Ничем не рискуя

МХТ им. Чехова открыл сезон премьерой спектакля «Мастер и Маргарита». Не похоже, чтобы венгерский режиссер Янош Сас испытывал мистический трепет перед романом Михаила Булгакова
ИТАР-ТАСС

Уверенной рукой Сас провел актеров сквозь основные вехи романа. Избежал концептуальности и творческого риска, сведя постановку к иллюстрации. Распределил роли так, точно знал труппу МХТ много лет (или послушал совета знатока), – ни одного спорного решения: причудливо выстраивать актерские судьбы, помогать актеру раздвигать границы его возможностей не является задачей заезжего режиссера. Роль интеллигентного неврастеника досталась Анатолию Белому, фашиствующего Азазелло – Игнатию Акрачкову, кота Бегемота – Федору Лаврову, Воланда, выступающего по сцене самодовольным олигархом, поучающим народ, – Дмитрию Назарову, Жоржа Бенгальского – Игорю Вернику, которому к роли конферансье не привыкать.

Режиссера не вдохновил ни контекст сталинского времени, ни дразнящая возможностью постановочных эффектов булгаковская фантасмагория. Головы рубили за сценой. С потолка МХТ сыпались пятитысячные флайеры, которые продаются в любом киоске (театралы со стажем вспомнили, как на любимовском «Мастере» публика дралась за посыпавшиеся сверху билеты на Таганку, которые ценились больше валюты). Главным подспорьем режиссера (больше известного в кино) стала кинокамера. Она помогла вмиг перекинуть в Ялту Степу Лиходеева (Павел Ващилин), изобразить полет Маргариты (Наталья Швец) и даже поиронизировать над вуайеризмом сегодняшнего времени, когда глазок включенной камеры стал атрибутом любой трагедии. Так, ободранный Левий Матвей (Сергей Медведев) мечется по Ершалаиму с огромной камерой, не забывая фиксировать свои страдания на «цифру».

За приращение смысла в спектакле отвечает лишь сценография Николая Симонова. Над сценой горит кровавая «М»: перевернутый Wоландов инициал, Мастер, Маргарита, Москва, метро, которое вместило и духоту Патриарших, и прохладу набережных, и зал «Грибоедова», и Ершалаим.

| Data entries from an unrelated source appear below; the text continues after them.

/// Stable pose identifier shared by the catalog, sequences and the UI.
#[derive(
    Clone,
    Debug,
    Default,
    PartialEq,
    Eq,
    PartialOrd,
    Ord,
    Hash,
    serde::Serialize,
    serde::Deserialize,
)]
#[serde(transparent)]
pub struct PoseId(pub String);

impl PoseId {
    /// Build an id from anything string-like.
    pub fn new(id: impl Into<String>) -> Self {
        Self(id.into())
    }

    /// Borrow the raw identifier.
    pub fn as_str(&self) -> &str {
        &self.0
    }
}

impl From<&str> for PoseId {
    fn from(value: &str) -> Self {
        Self(value.to_string())
    }
}

impl From<String> for PoseId {
    fn from(value: String) -> Self {
        Self(value)
    }
}

impl std::fmt::Display for PoseId {
    fn fmt(&self, f: &mut std::fmt::Formatter<'_>) -> std::fmt::Result {
        f.write_str(&self.0)
    }
}

/// An ordered list of pose ids. Positions carry no identity beyond their index.
pub type Sequence = Vec<PoseId>;

/// Build a [`Sequence`] from string ids.
pub fn sequence_of<I, S>(ids: I) -> Sequence
where
    I: IntoIterator<Item = S>,
    S: Into<String>,
{
    ids.into_iter().map(|s| PoseId(s.into())).collect()
}

/// Playback speed multiplier, clamped to `[Tempo::MIN, Tempo::MAX]`.
#[derive(Clone, Copy, Debug, PartialEq, PartialOrd, serde::Serialize, serde::Deserialize)]
#[serde(from = "f64", into = "f64")]
pub struct Tempo(f64);

impl Tempo {
    /// Slowest supported tempo.
    pub const MIN: f64 = 0.25;
    /// Fastest supported tempo.
    pub const MAX: f64 = 4.0;

    /// Clamp `factor` into the supported range. Non-finite input maps to 1x.
    pub fn new(factor: f64) -> Self {
        if !factor.is_finite() {
            return Self(1.0);
        }
        Self(factor.clamp(Self::MIN, Self::MAX))
    }

    /// The clamped multiplier.
    pub fn factor(self) -> f64 {
        self.0
    }
}

impl Default for Tempo {
    fn default() -> Self {
        Self(1.0)
    }
}

impl From<f64> for Tempo {
    fn from(value: f64) -> Self {
        Self::new(value)
    }
}

impl From<Tempo> for f64 {
    fn from(value: Tempo) -> Self {
        value.0
    }
}

#[cfg(test)]
#[path = "../../tests/unit/foundation/core.rs"]
mod tests;
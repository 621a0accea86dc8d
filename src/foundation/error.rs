/// Convenience result type used across Yogaflow load and configuration boundaries.
pub type FlowResult<T> = Result<T, FlowError>;

#[derive(thiserror::Error, Debug)]
/// Top-level error type for Yogaflow.
///
/// Sequencing, scoring, generation and timing operations are fail-soft and never
/// return this type; it is produced only while loading catalogs and configuration.
pub enum FlowError {
    /// Input model or configuration is invalid.
    #[error("validation error: {0}")]
    Validation(String),

    /// Pose catalog could not be assembled.
    #[error("catalog error: {0}")]
    Catalog(String),

    /// Serialization or deserialization failed.
    #[error("serialization error: {0}")]
    Serde(String),

    /// Wrapped lower-level error.
    #[error(transparent)]
    Other(#[from] anyhow::Error),
}

impl FlowError {
    /// Build a [`FlowError::Validation`] value.
    pub fn validation(msg: impl Into<String>) -> Self {
        Self::Validation(msg.into())
    }

    /// Build a [`FlowError::Catalog`] value.
    pub fn catalog(msg: impl Into<String>) -> Self {
        Self::Catalog(msg.into())
    }

    /// Build a [`FlowError::Serde`] value.
    pub fn serde(msg: impl Into<String>) -> Self {
        Self::Serde(msg.into())
    }
}

impl From<serde_json::Error> for FlowError {
    fn from(err: serde_json::Error) -> Self {
        Self::Serde(err.to_string())
    }
}

#[cfg(test)]
#[path = "../../tests/unit/foundation/error.rs"]
mod tests;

Булгаковское пространство превратилось в Зону, только сталкер не выведет из нее путников. Прямота рельсов, плен тоннеля, угроза прибывающего поезда, автоматизм стеклянных турникетов оставляют ощущение неотвратимости. И даже лунная дорожка, по которой уходят Мастер и Маргарита, превращается в тоннель. А светом в конце тоннеля становится мерцание неотвратимой триеровской Меланхолии.